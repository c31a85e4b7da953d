#![warn(missing_docs)]
#![doc = include_str!("../README.md")]
#![cfg_attr(not(feature = "std"), no_std)]

extern crate alloc;

/// Primality helpers used to pick table capacities.
///
/// Quadratic probing only covers a useful fraction of the slot array when
/// the capacity is prime, so every capacity the table ever adopts comes from
/// [`prime::next_prime`].
pub mod prime;

pub mod table;

pub use table::InsertError;
pub use table::ProbeTable;
pub use table::RemoveError;
pub use table::Slot;
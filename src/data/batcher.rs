// ============================================================
// Layer 4 — Episode Batcher
// ============================================================
// Turns an Episode into the flat tensors Model::apply expects.
//
//   examples: N rows of width W  →  Tensor [N·W]
//   inputs:   M rows of width V  →  Tensor [M·V]
//
// Rows are concatenated in order (row-major). The row counts
// travel next to the tensors because the tensors themselves
// no longer know them.

use burn::{prelude::*, tensor::TensorData};

use crate::domain::episode::Episode;

/// An episode ready for the model forward pass.
#[derive(Debug, Clone)]
pub struct EpisodeBatch<B: Backend> {
    pub examples:     Tensor<B, 1>,
    pub inputs:       Tensor<B, 1>,
    pub num_examples: usize,
    pub num_inputs:   usize,
}

/// Holds the target device so tensors are created in the
/// right place.
#[derive(Clone, Debug)]
pub struct EpisodeBatcher<B: Backend> {
    pub device: B::Device,
}

impl<B: Backend> EpisodeBatcher<B> {
    pub fn new(device: B::Device) -> Self {
        Self { device }
    }

    pub fn batch(&self, episode: &Episode) -> EpisodeBatch<B> {
        EpisodeBatch {
            examples:     self.flatten(&episode.examples),
            inputs:       self.flatten(&episode.inputs),
            num_examples: episode.num_examples(),
            num_inputs:   episode.num_inputs(),
        }
    }

    fn flatten(&self, rows: &[Vec<f32>]) -> Tensor<B, 1> {
        let values: Vec<f32> = rows.iter().flatten().copied().collect();
        let len = values.len();
        Tensor::from_data(TensorData::new(values, [len]), &self.device)
    }
}

#[cfg(test)]
mod tests {
    use super::*;
    use burn::backend::NdArray;

    type TestBackend = NdArray;

    #[test]
    fn test_rows_are_concatenated_in_order() {
        let batcher = EpisodeBatcher::<TestBackend>::new(Default::default());
        let ep = Episode::new(
            vec![vec![1.0, 2.0], vec![3.0, 4.0]],
            vec![vec![5.0], vec![6.0], vec![7.0]],
        );
        let batch = batcher.batch(&ep);

        assert_eq!(batch.num_examples, 2);
        assert_eq!(batch.num_inputs, 3);
        assert_eq!(batch.examples.into_data().to_vec::<f32>().unwrap(), vec![1.0, 2.0, 3.0, 4.0]);
        assert_eq!(batch.inputs.into_data().to_vec::<f32>().unwrap(), vec![5.0, 6.0, 7.0]);
    }
}
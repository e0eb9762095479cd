// ============================================================
// Layer 3 — Episode Domain Type
// ============================================================
// One few-shot episode: a handful of example rows that all
// depict the same class, plus the query rows to be scored
// against that class.
//
// Rows are plain f32 vectors. By the time an Episode exists
// the pixels have already been flattened and normalised by
// whoever produced the file.
//
// Example (JSON):
//   {
//     "examples": [[0.0, 1.0], [0.5, 0.5]],
//     "inputs":   [[1.0, 0.0]]
//   }

use anyhow::{bail, Result};
use serde::{Deserialize, Serialize};

/// A support set (`examples`) and a query set (`inputs`).
#[derive(Debug, Clone, PartialEq, Serialize, Deserialize)]
pub struct Episode {
    /// Rows showing the class being taught
    pub examples: Vec<Vec<f32>>,

    /// Rows to classify against the examples
    pub inputs: Vec<Vec<f32>>,
}

impl Episode {
    pub fn new(examples: Vec<Vec<f32>>, inputs: Vec<Vec<f32>>) -> Self {
        Self { examples, inputs }
    }

    pub fn num_examples(&self) -> usize {
        self.examples.len()
    }

    pub fn num_inputs(&self) -> usize {
        self.inputs.len()
    }

    /// Width of one example row. Zero when there are no examples.
    pub fn example_width(&self) -> usize {
        self.examples.first().map_or(0, Vec::len)
    }

    /// Width of one query row. Zero when there are no inputs.
    pub fn input_width(&self) -> usize {
        self.inputs.first().map_or(0, Vec::len)
    }

    /// Check the episode is well formed on its own: both sets
    /// non-empty, every row of a set the same width.
    ///
    /// Whether those widths fit a particular model is checked
    /// against its config (`FewShotConfig::check_episode`).
    pub fn validate(&self) -> Result<()> {
        if self.examples.is_empty() {
            bail!("episode has no example rows");
        }
        if self.inputs.is_empty() {
            bail!("episode has no input rows");
        }
        check_uniform("examples", &self.examples)?;
        check_uniform("inputs", &self.inputs)?;
        Ok(())
    }
}

fn check_uniform(name: &str, rows: &[Vec<f32>]) -> Result<()> {
    let width = rows[0].len();
    if width == 0 {
        bail!("{name} rows are empty");
    }
    if let Some((i, row)) = rows.iter().enumerate().find(|(_, r)| r.len() != width) {
        bail!(
            "{name} row {i} has width {} but row 0 has width {width}",
            row.len()
        );
    }
    Ok(())
}

#[cfg(test)]
mod tests {
    use super::*;

    #[test]
    fn test_counts_and_widths() {
        let ep = Episode::new(
            vec![vec![1.0, 2.0, 3.0], vec![4.0, 5.0, 6.0]],
            vec![vec![0.0; 4]],
        );
        assert_eq!(ep.num_examples(), 2);
        assert_eq!(ep.num_inputs(), 1);
        assert_eq!(ep.example_width(), 3);
        assert_eq!(ep.input_width(), 4);
        assert!(ep.validate().is_ok());
    }

    #[test]
    fn test_rejects_empty_sets() {
        let no_examples = Episode::new(vec![], vec![vec![1.0]]);
        assert!(no_examples.validate().is_err());

        let no_inputs = Episode::new(vec![vec![1.0]], vec![]);
        assert!(no_inputs.validate().is_err());
    }

    #[test]
    fn test_rejects_ragged_rows() {
        let ep = Episode::new(vec![vec![1.0, 2.0], vec![3.0]], vec![vec![1.0]]);
        let err = ep.validate().unwrap_err().to_string();
        assert!(err.contains("examples row 1"), "got: {err}");
    }

    #[test]
    fn test_json_shape() {
        let json = r#"{ "examples": [[0.0, 1.0]], "inputs": [[1.0, 0.0], [0.5, 0.5]] }"#;
        let ep: Episode = serde_json::from_str(json).unwrap();
        assert_eq!(ep.num_examples(), 1);
        assert_eq!(ep.num_inputs(), 2);
    }
}
// ============================================================
// Layer 4 — Episode Loader
// ============================================================
// Reads one few-shot episode from a JSON file:
//
//   {
//     "examples": [[...], [...]],   ← rows of the class to learn
//     "inputs":   [[...]]           ← rows to score
//   }
//
// Parsing only checks the JSON shape; row-width consistency
// is checked by Episode::validate() before inference.

use anyhow::{Context, Result};
use std::{fs, path::PathBuf};

use crate::domain::episode::Episode;
use crate::domain::traits::EpisodeSource;

/// Loads an episode from a JSON file on disk.
pub struct EpisodeLoader {
    path: PathBuf,
}

impl EpisodeLoader {
    pub fn new(path: impl Into<PathBuf>) -> Self {
        Self { path: path.into() }
    }
}

impl EpisodeSource for EpisodeLoader {
    fn load_episode(&self) -> Result<Episode> {
        let json = fs::read_to_string(&self.path)
            .with_context(|| format!("Cannot read episode '{}'", self.path.display()))?;

        let episode: Episode = serde_json::from_str(&json)
            .with_context(|| format!("Invalid episode JSON in '{}'", self.path.display()))?;

        tracing::debug!(
            "Loaded episode '{}': {} examples, {} inputs",
            self.path.display(),
            episode.num_examples(),
            episode.num_inputs()
        );
        Ok(episode)
    }
}

#[cfg(test)]
mod tests {
    use super::*;

    #[test]
    fn test_loads_episode_file() {
        let dir = tempfile::tempdir().unwrap();
        let path = dir.path().join("episode.json");
        fs::write(&path, r#"{"examples": [[1.0, 2.0]], "inputs": [[3.0], [4.0]]}"#).unwrap();

        let ep = EpisodeLoader::new(&path).load_episode().unwrap();
        assert_eq!(ep.examples, vec![vec![1.0, 2.0]]);
        assert_eq!(ep.num_inputs(), 2);
    }

    #[test]
    fn test_missing_file_names_the_path() {
        let err = EpisodeLoader::new("no/such/episode.json").load_episode().unwrap_err();
        assert!(err.to_string().contains("no/such/episode.json"), "got: {err}");
    }

    #[test]
    fn test_bad_json_is_an_error() {
        let dir = tempfile::tempdir().unwrap();
        let path = dir.path().join("episode.json");
        fs::write(&path, r#"{"examples": "nope"}"#).unwrap();
        assert!(EpisodeLoader::new(&path).load_episode().is_err());
    }
}
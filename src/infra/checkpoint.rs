// ============================================================
// Layer 6 — Bundle Store
// ============================================================
// Saves and restores a Model on disk.
//
// What gets saved per bundle directory:
//   1. model.bin            — the Model as a one-entry type-tagged
//                             bundle, so the file itself records
//                             that it holds a fontshot.Model
//   2. fewshot_config.json  — the config the model was built from
//
// model.bin is self-describing (every component carries its
// own layer sizes), so rebuilding the model never needs the
// JSON. Classification reads it to check episode row widths.
//
// File layout:
//   bundle/
//     model.bin
//     fewshot_config.json

use anyhow::{Context, Result};
use burn::prelude::*;
use std::{fs, path::PathBuf};

use crate::application::init_use_case::FewShotConfig;
use crate::ml::{
    model::Model,
    registry::{deserialize_any, serialize_any},
};

const MODEL_FILE:  &str = "model.bin";
const CONFIG_FILE: &str = "fewshot_config.json";

/// Manages saving and loading of a model bundle directory.
pub struct BundleStore {
    dir: PathBuf,
}

impl BundleStore {
    pub fn new(dir: impl Into<PathBuf>) -> Self {
        Self { dir: dir.into() }
    }

    pub fn dir(&self) -> &PathBuf {
        &self.dir
    }

    pub fn model_path(&self) -> PathBuf {
        self.dir.join(MODEL_FILE)
    }

    /// Serialise the model and write it to `model.bin`.
    /// Returns the number of bytes written.
    pub fn save_model<B: Backend>(&self, model: &Model<B>) -> Result<usize> {
        fs::create_dir_all(&self.dir)
            .with_context(|| format!("Cannot create bundle directory '{}'", self.dir.display()))?;

        let bytes = serialize_any(&[model])?;
        let path  = self.model_path();
        fs::write(&path, &bytes)
            .with_context(|| format!("Failed to write model to '{}'", path.display()))?;

        tracing::debug!("Saved model bundle: {} bytes", bytes.len());
        Ok(bytes.len())
    }

    /// Read `model.bin` and rebuild the model on `device`.
    pub fn load_model<B: Backend>(&self, device: &B::Device) -> Result<Model<B>> {
        let bytes = self.read_model_bytes()?;
        self.decode_model(&bytes, device)
    }

    /// Rebuild the model from bytes already read from `model.bin`.
    pub fn decode_model<B: Backend>(&self, bytes: &[u8], device: &B::Device) -> Result<Model<B>> {
        let mut parts = deserialize_any::<B>(bytes, device)
            .with_context(|| format!("Cannot decode '{}'", self.model_path().display()))?;

        anyhow::ensure!(
            parts.len() == 1,
            "'{}' should hold one model, found {} entries",
            self.model_path().display(),
            parts.len()
        );
        let model = parts.remove(0).into_model()?;

        tracing::info!("Loaded model from '{}'", self.model_path().display());
        Ok(model)
    }

    /// Raw contents of `model.bin`.
    pub fn read_model_bytes(&self) -> Result<Vec<u8>> {
        let path = self.model_path();
        fs::read(&path).with_context(|| {
            format!("Cannot read '{}'. Have you run 'init' first?", path.display())
        })
    }

    /// Save the build configuration as pretty JSON.
    pub fn save_config(&self, cfg: &FewShotConfig) -> Result<()> {
        fs::create_dir_all(&self.dir)
            .with_context(|| format!("Cannot create bundle directory '{}'", self.dir.display()))?;

        let path = self.dir.join(CONFIG_FILE);
        let json = serde_json::to_string_pretty(cfg)?;
        fs::write(&path, json)
            .with_context(|| format!("Cannot write config to '{}'", path.display()))?;

        tracing::debug!("Saved config to '{}'", path.display());
        Ok(())
    }

    /// Load the build configuration, if one was saved.
    pub fn load_config(&self) -> Result<FewShotConfig> {
        let path = self.dir.join(CONFIG_FILE);
        let json = fs::read_to_string(&path)
            .with_context(|| format!("Cannot read config from '{}'", path.display()))?;
        serde_json::from_str(&json)
            .with_context(|| format!("Invalid config in '{}'", path.display()))
    }
}

#[cfg(test)]
mod tests {
    use super::*;
    use burn::backend::NdArray;

    use crate::ml::{mixers::ConcatMixer, nets::DenseNetConfig};

    type TestBackend = NdArray;

    fn tiny_model() -> Model<TestBackend> {
        let device = Default::default();
        Model::new(
            Box::new(DenseNetConfig::new(vec![2, 3]).init::<TestBackend>(&device)),
            Box::new(ConcatMixer),
            Box::new(DenseNetConfig::new(vec![5, 1]).init::<TestBackend>(&device)),
        )
    }

    #[test]
    fn test_model_round_trip_on_disk() {
        let dir = tempfile::tempdir().unwrap();
        let store = BundleStore::new(dir.path());
        let model = tiny_model();

        let written = store.save_model(&model).unwrap();
        assert_eq!(written, fs::metadata(store.model_path()).unwrap().len() as usize);

        let loaded = store.load_model::<TestBackend>(&Default::default()).unwrap();
        assert_eq!(loaded.serialize().unwrap(), model.serialize().unwrap());
    }

    #[test]
    fn test_decode_model_matches_load_model() {
        let dir = tempfile::tempdir().unwrap();
        let store = BundleStore::new(dir.path());
        store.save_model(&tiny_model()).unwrap();

        let bytes = store.read_model_bytes().unwrap();
        let decoded = store.decode_model::<TestBackend>(&bytes, &Default::default()).unwrap();
        let loaded = store.load_model::<TestBackend>(&Default::default()).unwrap();
        assert_eq!(decoded.serialize().unwrap(), loaded.serialize().unwrap());
    }

    #[test]
    fn test_missing_model_mentions_init() {
        let dir = tempfile::tempdir().unwrap();
        let store = BundleStore::new(dir.path());
        let err = store.load_model::<TestBackend>(&Default::default()).unwrap_err();
        assert!(err.to_string().contains("init"), "got: {err}");
    }

    #[test]
    fn test_file_holding_a_bare_net_is_rejected() {
        let dir = tempfile::tempdir().unwrap();
        let store = BundleStore::new(dir.path());
        let net = DenseNetConfig::new(vec![1, 1]).init::<TestBackend>(&Default::default());
        fs::write(store.model_path(), serialize_any(&[&net]).unwrap()).unwrap();

        let err = store.load_model::<TestBackend>(&Default::default()).unwrap_err();
        assert!(err.to_string().contains("expected a Model"), "got: {err}");
    }

    #[test]
    fn test_config_round_trip() {
        let dir = tempfile::tempdir().unwrap();
        let store = BundleStore::new(dir.path());
        let cfg = FewShotConfig::default();
        store.save_config(&cfg).unwrap();
        assert_eq!(store.load_config().unwrap(), cfg);
    }
}
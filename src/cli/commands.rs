// ============================================================
// Layer 1 — CLI Commands and Arguments
// ============================================================
// Defines the three subcommands: `init`, `inspect`, `classify`
// and all their configurable flags.
//
// Reference: Rust Book §12 (Building a CLI Program)

use clap::{Args, Subcommand, ValueEnum};
use crate::application::init_use_case::{FewShotConfig, MixerKind};

/// The top-level subcommands available to the user
#[derive(Subcommand, Debug)]
pub enum Commands {
    /// Build a freshly initialised model and save it as a bundle
    Init(InitArgs),

    /// Show which component types a bundle contains
    Inspect(InspectArgs),

    /// Score the queries of an episode file against its examples
    Classify(ClassifyArgs),
}

/// Mixer choice as spelled on the command line
#[derive(ValueEnum, Clone, Copy, Debug)]
pub enum MixerArg {
    Concat,
    Add,
}

impl From<MixerArg> for MixerKind {
    fn from(m: MixerArg) -> Self {
        match m {
            MixerArg::Concat => MixerKind::Concat,
            MixerArg::Add    => MixerKind::Add,
        }
    }
}

/// All arguments for the `init` command
#[derive(Args, Debug)]
pub struct InitArgs {
    /// Directory to write model.bin and fewshot_config.json into
    #[arg(long, default_value = "bundle")]
    pub out_dir: String,

    /// Width of one flattened example image
    #[arg(long, default_value_t = 64)]
    pub example_dim: usize,

    /// Width of one flattened query image
    #[arg(long, default_value_t = 64)]
    pub input_dim: usize,

    /// Width of the knowledge vector the encoder emits per example
    #[arg(long, default_value_t = 32)]
    pub knowledge_dim: usize,

    /// Hidden layer sizes of the encoder, comma separated
    #[arg(long, value_delimiter = ',', default_value = "128")]
    pub encoder_hidden: Vec<usize>,

    /// How knowledge and query rows are combined
    #[arg(long, value_enum, default_value_t = MixerArg::Concat)]
    pub mixer: MixerArg,

    /// Output width of the add mixer (ignored for concat)
    #[arg(long, default_value_t = 64)]
    pub mixed_dim: usize,

    /// Hidden layer sizes of the classifier, comma separated
    #[arg(long, value_delimiter = ',', default_value = "64")]
    pub classifier_hidden: Vec<usize>,

    /// Number of scores per query
    #[arg(long, default_value_t = 1)]
    pub num_outputs: usize,
}

/// Convert CLI InitArgs into the application-layer FewShotConfig.
impl From<&InitArgs> for FewShotConfig {
    fn from(a: &InitArgs) -> Self {
        FewShotConfig {
            example_dim:       a.example_dim,
            input_dim:         a.input_dim,
            knowledge_dim:     a.knowledge_dim,
            encoder_hidden:    a.encoder_hidden.clone(),
            mixer:             a.mixer.into(),
            mixed_dim:         a.mixed_dim,
            classifier_hidden: a.classifier_hidden.clone(),
            num_outputs:       a.num_outputs,
        }
    }
}

/// All arguments for the `inspect` command
#[derive(Args, Debug)]
pub struct InspectArgs {
    /// Bundle directory written by `init`
    #[arg(long, default_value = "bundle")]
    pub bundle_dir: String,
}

/// All arguments for the `classify` command
#[derive(Args, Debug)]
pub struct ClassifyArgs {
    /// Episode JSON file: {"examples": [[..]], "inputs": [[..]]}
    #[arg(long)]
    pub episode: String,

    /// Bundle directory written by `init`
    #[arg(long, default_value = "bundle")]
    pub bundle_dir: String,

    /// Print raw pre-sigmoid scores instead of probabilities
    #[arg(long)]
    pub logits: bool,
}

#[cfg(test)]
mod tests {
    use super::*;
    use crate::cli::Cli;
    use clap::Parser;

    #[test]
    fn test_init_flags_map_to_config() {
        let cli = Cli::try_parse_from([
            "fontshot", "init",
            "--example-dim", "16",
            "--encoder-hidden", "32,8",
            "--mixer", "add",
            "--classifier-hidden", "4",
        ])
        .unwrap();

        let Commands::Init(args) = cli.command else { panic!("expected init") };
        let cfg = FewShotConfig::from(&args);
        assert_eq!(cfg.example_dim, 16);
        assert_eq!(cfg.encoder_hidden, vec![32, 8]);
        assert_eq!(cfg.mixer, MixerKind::Add);
        assert_eq!(cfg.classifier_hidden, vec![4]);
        assert_eq!(args.out_dir, "bundle");
    }

    #[test]
    fn test_classify_requires_episode() {
        assert!(Cli::try_parse_from(["fontshot", "classify"]).is_err());
    }
}
use thiserror::Error;

/// Failures of the model's own persistence operations.
///
/// Each variant keeps the underlying cause as its source, so
/// `format!("{err:#}")` through anyhow prints the full chain,
/// e.g. `deserialize Model: decode typed payload list: ...`.
#[derive(Debug, Error)]
pub enum ModelError {
    #[error("deserialize Model")]
    Deserialization(#[source] anyhow::Error),

    #[error("serialize Model")]
    Serialization(#[source] anyhow::Error),
}
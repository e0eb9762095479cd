// ============================================================
// Layer 6 — Infrastructure Layer
// ============================================================
// Cross-cutting persistence concerns:
//
//   codec.rs      — the type-tagged wire envelope every bundle
//                   uses: an ordered list of (tag, payload)
//                   pairs encoded with bincode
//
//   checkpoint.rs — BundleStore: writes a Model to a bundle
//                   directory and reads it back, plus the JSON
//                   config it was built from
//
// Reference: Rust Book §9 (Error Handling with anyhow)

/// Type-tagged bundle envelope
pub mod codec;

/// Model bundle saving and loading
pub mod checkpoint;
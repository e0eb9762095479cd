// ============================================================
// Layer 2 — Application / Use Cases
// ============================================================
// Workflow coordination only:
//   - No tensor math here (that's Layer 5)
//   - No printing here (that's Layer 1)
//   - No direct file access (that's Layers 4 and 6)

// Build a fresh model bundle
pub mod init_use_case;

// Score an episode with a stored bundle
pub mod classify_use_case;

// Report what a bundle contains
pub mod inspect_use_case;
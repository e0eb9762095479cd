// ============================================================
// Layer 6 — Type-Tagged Codec
// ============================================================
// The generic wire envelope used for every persisted bundle.
// It knows nothing about tensors or models: it stores an
// ordered list of (type tag, opaque payload) pairs.
//
// Layout of one bundle:
//   [tag + payload][tag + payload]...[tag + payload]
//
// Encoded with bincode (fixed-width integers, length-prefixed
// strings and byte vectors). Trailing bytes are rejected so a
// bundle glued to garbage does not decode silently.

use anyhow::{bail, Context, Result};
use bincode::Options;
use serde::{Deserialize, Serialize};

/// Upper bound on a single bundle. Guards decode against a
/// corrupt length prefix asking for gigabytes.
const MAX_BUNDLE_BYTES: u64 = 1 << 30;

/// One entry of a bundle: which decoder to use and what to feed it.
#[derive(Debug, Clone, PartialEq, Eq, Serialize, Deserialize)]
pub struct TypedPayload {
    pub type_tag: String,
    pub payload:  Vec<u8>,
}

impl TypedPayload {
    pub fn new(type_tag: impl Into<String>, payload: Vec<u8>) -> Self {
        Self { type_tag: type_tag.into(), payload }
    }
}

fn options() -> impl Options {
    bincode::DefaultOptions::new()
        .with_fixint_encoding()
        .with_limit(MAX_BUNDLE_BYTES)
        .reject_trailing_bytes()
}

/// Encode an ordered list of typed payloads into one blob.
pub fn encode_list(items: &[TypedPayload]) -> Result<Vec<u8>> {
    options()
        .serialize(items)
        .context("encode typed payload list")
}

/// Decode a blob produced by [`encode_list`].
pub fn decode_list(bytes: &[u8]) -> Result<Vec<TypedPayload>> {
    if bytes.is_empty() {
        bail!("empty bundle");
    }
    options()
        .deserialize(bytes)
        .context("decode typed payload list")
}

/// Encode any serde value with the same bincode settings.
/// Components use this for their own payload envelopes.
pub fn encode_value<T: Serialize>(value: &T) -> Result<Vec<u8>> {
    options().serialize(value).context("encode payload")
}

/// Counterpart of [`encode_value`].
pub fn decode_value<T: for<'de> Deserialize<'de>>(bytes: &[u8]) -> Result<T> {
    options().deserialize(bytes).context("decode payload")
}

#[cfg(test)]
mod tests {
    use super::*;

    fn sample() -> Vec<TypedPayload> {
        vec![
            TypedPayload::new("a.First", vec![1, 2, 3]),
            TypedPayload::new("a.Second", vec![]),
            TypedPayload::new("a.Third", vec![9; 40]),
        ]
    }

    #[test]
    fn test_list_keeps_order_and_tags() {
        let bytes = encode_list(&sample()).unwrap();
        let back  = decode_list(&bytes).unwrap();
        assert_eq!(back, sample());
    }

    #[test]
    fn test_empty_input_is_error() {
        let err = decode_list(&[]).unwrap_err();
        assert!(err.to_string().contains("empty"));
    }

    #[test]
    fn test_truncated_input_is_error() {
        let bytes = encode_list(&sample()).unwrap();
        for cut in [1, bytes.len() / 2, bytes.len() - 1] {
            assert!(decode_list(&bytes[..cut]).is_err(), "cut at {cut} decoded");
        }
    }

    #[test]
    fn test_trailing_bytes_are_rejected() {
        let mut bytes = encode_list(&sample()).unwrap();
        bytes.push(0);
        assert!(decode_list(&bytes).is_err());
    }

    #[test]
    fn test_empty_list_round_trips() {
        let bytes = encode_list(&[]).unwrap();
        assert!(decode_list(&bytes).unwrap().is_empty());
    }
}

____________

**YOUR TASK:** Lines that contain the string "already" should be copied from the material above.

**FINAL ANSWER:**
// the pixels have already been flattened and normalised by
    /// Rebuild the model from bytes already read from `model.bin`.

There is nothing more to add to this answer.